- Film poster
- Directed by: Cui Zi'en
- Written by: Cui Zi'en
- Produced by: Shining Liu Weiming Wang
- Starring: Yu Bo Junrui Wang Weiming Wang Guifeng Wang Ziqiang Li
- Cinematography: Jin Yang
- Edited by: Ziyi Qi Ningning Zu
- Music by: Guofeng Wang
- Production companies: Cuizi DV Studio Milimitel Film
- Distributed by: dGenerate Films Water Bearer Films
- Release date: 2007;
- Running time: 92 minutes
- Country: China
- Language: Mandarin

= My Fair Son =

My Fair Son () is a 2007 Chinese gay-themed film (first released for public exhibition in the United States in 2009), by Chinese film director Cui Zi'en. The main characters are Rui (Ray) and the object of his affection, Bo, an employee of his father. The film contains full-frontal male nudity.

==Plot==
A teenage boy, Ray, returns home from a life with his grandfather to live with his father, after they have been estranged for several years. During the period of their estrangement, Ray spent much of his youth rebelling against his father's lifestyle. After he enrolls in an art school, Ray becomes romantically involved, in a relationship, with another male student, and the pair soon become lovers. His father discovers the two young men in bed together, and begins to understand what it means to live as a homosexual. Ray then meets one of his father's employees, Bo, and falls in love with him, too. Bo is engaged, and admits to Ray's father that he is in love with his son. The father fires Bo and lies to Ray that he left on his own will. Ray does not accept his father's argument.

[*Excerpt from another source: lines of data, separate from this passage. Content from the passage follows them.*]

// SPDX-License-Identifier: MPL-2.0
// This Source Code Form is subject to the terms of the Mozilla Public
// License, v. 2.0. If a copy of the MPL was not distributed with this
// file, You can obtain one at https://mozilla.org/MPL/2.0/.

//! Integration tests for the HTTP client using wiremock.

use std::time::Duration;

use thermosmart_lib::command::{ExceptionsCommand, PauseCommand};
use thermosmart_lib::coordinator::{CoordinatorConfig, UpdateCoordinator};
use thermosmart_lib::error::{Error, ProtocolError};
use thermosmart_lib::protocol::{HttpClient, HttpConfig, RemoteDeviceClient};
use thermosmart_lib::types::{Source, ThermostatId};
use thermosmart_lib::webhook::WebhookIngester;
use wiremock::matchers::{body_json, header, method, path};
use wiremock::{Mock, MockServer, ResponseTemplate};

const TOKEN: &str = "secret-token";

fn client(server: &MockServer) -> HttpClient {
    HttpConfig::new()
        .with_base_url(server.uri())
        .with_timeout(Duration::from_secs(2))
        .into_client(TOKEN.to_string())
        .unwrap()
}

fn thermostat_body() -> serde_json::Value {
    serde_json::json!({
        "room_temperature": 19.25,
        "target_temperature": 20.5,
        "source": "schedule",
        "ot": {"raw": {"0": "0x0100", "18": "0x0180"}},
        "exceptions": [
            {"start": [2024, 0, 5, 8, 0], "end": [2024, 0, 5, 12, 30], "temperature": "not_home"}
        ],
        "schedule": []
    })
}

async fn mount_thermostat(server: &MockServer) {
    Mock::given(method("GET"))
        .and(path("/me"))
        .respond_with(ResponseTemplate::new(200).set_body_json(serde_json::json!({
            "thermostat": "abc123"
        })))
        .mount(server)
        .await;

    Mock::given(method("GET"))
        .and(path("/thermostat/abc123"))
        .respond_with(ResponseTemplate::new(200).set_body_json(thermostat_body()))
        .mount(server)
        .await;
}

// ============================================================================
// HttpClient Tests
// ============================================================================

mod http_client {
    use super::*;

    #[tokio::test]
    async fn resolves_thermostat_id_with_bearer_token() {
        let server = MockServer::start().await;

        Mock::given(method("GET"))
            .and(path("/me"))
            .and(header("authorization", format!("Bearer {TOKEN}").as_str()))
            .respond_with(ResponseTemplate::new(200).set_body_json(serde_json::json!({
                "thermostat": "abc123"
            })))
            .expect(1)
            .mount(&server)
            .await;

        let id = client(&server).thermostat_id().await.unwrap();
        assert_eq!(id, ThermostatId::new("abc123"));
    }

    #[tokio::test]
    async fn fetches_full_state() {
        let server = MockServer::start().await;
        mount_thermostat(&server).await;

        let state = client(&server)
            .fetch_full_state(&ThermostatId::new("abc123"))
            .await
            .unwrap();

        assert_eq!(state.room_temperature(), Some(19.25));
        assert_eq!(state.target_temperature(), Some(20.5));
        assert_eq!(state.source(), Some(Source::Schedule));
        assert_eq!(state.exceptions().len(), 1);

        let boiler = state.boiler().unwrap();
        assert!(boiler.ch_enabled());
        assert_eq!(boiler.water_pressure(), Some(1.5));
    }

    #[tokio::test]
    async fn state_without_ot_has_no_boiler() {
        let server = MockServer::start().await;

        Mock::given(method("GET"))
            .and(path("/thermostat/abc123"))
            .respond_with(ResponseTemplate::new(200).set_body_json(serde_json::json!({
                "room_temperature": 18,
                "target_temperature": 18,
                "source": "pause"
            })))
            .mount(&server)
            .await;

        let state = client(&server)
            .fetch_full_state(&ThermostatId::new("abc123"))
            .await
            .unwrap();

        assert!(!state.supports_opentherm());
        assert!(state.is_away());
        assert!(state.exceptions().is_empty());
    }

    #[tokio::test]
    async fn pause_posts_to_pause_endpoint() {
        let server = MockServer::start().await;

        Mock::given(method("POST"))
            .and(path("/thermostat/abc123/pause"))
            .and(body_json(serde_json::json!({"pause": true})))
            .respond_with(ResponseTemplate::new(200).set_body_json(serde_json::json!({
                "status": "ok"
            })))
            .expect(1)
            .mount(&server)
            .await;

        client(&server)
            .send_command(&ThermostatId::new("abc123"), &PauseCommand::pause())
            .await
            .unwrap();
    }

    #[tokio::test]
    async fn exceptions_are_put_on_thermostat() {
        let server = MockServer::start().await;

        Mock::given(method("PUT"))
            .and(path("/thermostat/abc123"))
            .and(body_json(serde_json::json!({"exceptions": []})))
            .respond_with(ResponseTemplate::new(200))
            .expect(1)
            .mount(&server)
            .await;

        client(&server)
            .send_command(&ThermostatId::new("abc123"), &ExceptionsCommand::clear())
            .await
            .unwrap();
    }

    #[tokio::test]
    async fn unauthorized_is_authentication_error() {
        let server = MockServer::start().await;

        Mock::given(method("GET"))
            .and(path("/me"))
            .respond_with(ResponseTemplate::new(401))
            .mount(&server)
            .await;

        let result = client(&server).thermostat_id().await;
        assert!(matches!(
            result,
            Err(Error::Protocol(ProtocolError::AuthenticationFailed))
        ));
    }

    #[tokio::test]
    async fn server_error_is_status_error() {
        let server = MockServer::start().await;

        Mock::given(method("GET"))
            .and(path("/thermostat/abc123"))
            .respond_with(ResponseTemplate::new(500))
            .mount(&server)
            .await;

        let result = client(&server)
            .fetch_full_state(&ThermostatId::new("abc123"))
            .await;
        assert!(matches!(
            result,
            Err(Error::Protocol(ProtocolError::Status { status: 500, .. }))
        ));
    }

    #[tokio::test]
    async fn malformed_body_is_parse_error() {
        let server = MockServer::start().await;

        Mock::given(method("GET"))
            .and(path("/me"))
            .respond_with(ResponseTemplate::new(200).set_body_string("<html>"))
            .mount(&server)
            .await;

        let result = client(&server).thermostat_id().await;
        assert!(matches!(result, Err(Error::Parse(_))));
    }

    #[tokio::test]
    async fn empty_token_is_rejected_before_sending() {
        let server = MockServer::start().await;

        let client = HttpConfig::new()
            .with_base_url(server.uri())
            .into_client(String::new())
            .unwrap();

        let result = client.thermostat_id().await;
        assert!(matches!(
            result,
            Err(Error::Protocol(ProtocolError::MissingToken))
        ));
        assert!(server.received_requests().await.unwrap().is_empty());
    }
}

// ============================================================================
// Coordinator over HTTP
// ============================================================================

mod coordinator {
    use super::*;

    #[tokio::test]
    async fn end_to_end_push_flow() {
        let server = MockServer::start().await;
        mount_thermostat(&server).await;

        Mock::given(method("PUT"))
            .and(path("/thermostat/abc123"))
            .and(body_json(serde_json::json!({"target_temperature": 21.0})))
            .respond_with(ResponseTemplate::new(200))
            .expect(1)
            .mount(&server)
            .await;

        let coordinator = UpdateCoordinator::builder(client(&server))
            .config(
                CoordinatorConfig::push("hook").with_debounce_cooldown(Duration::from_millis(10)),
            )
            .build()
            .await
            .unwrap();

        assert_eq!(coordinator.thermostat_id().as_str(), "abc123");
        assert_eq!(coordinator.state().room_temperature(), Some(19.25));

        let ingester = WebhookIngester::new();
        ingester.register_coordinator(&coordinator);
        let outcome = ingester
            .handle(
                "hook",
                br#"{"thermostat": "abc123", "room_temperature": 20.0, "source": "manual"}"#,
            )
            .await;
        assert!(outcome.changed());
        assert_eq!(coordinator.state().source(), Some(Source::Manual));

        coordinator.set_target_temperature(21.0).await.unwrap();

        // The refresh after the command restores the vendor's view.
        tokio::time::sleep(Duration::from_millis(200)).await;
        assert_eq!(coordinator.state().source(), Some(Source::Schedule));
        assert_eq!(coordinator.state().room_temperature(), Some(19.25));

        coordinator.shutdown();
    }

    #[tokio::test]
    async fn setup_fails_on_unauthorized() {
        let server = MockServer::start().await;

        Mock::given(method("GET"))
            .respond_with(ResponseTemplate::new(401))
            .mount(&server)
            .await;

        let result = UpdateCoordinator::builder(client(&server)).build().await;
        assert!(matches!(result, Err(Error::Setup(_))));
    }
}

The film ends with Ray roaming on a terrace with floating transparent images of his childhood pictures.

==Cast==
- Junrui Wang as Xiao Rui (Ray)
- Weiming Wang as Father of Xiao Rui
- Yu Bo as Xiao Bo
- Guifeng Wang as Unnamed first boyfriend of Xiao Rui
- Ziqiang Li as Unnamed friend of Xiao Rui

==See also==
- List of Chinese films of 2007
- List of lesbian, gay, bisexual or transgender-related films
- List of lesbian, gay, bisexual, or transgender-related films by storyline
- Nudity in film (East Asian cinema since 1929)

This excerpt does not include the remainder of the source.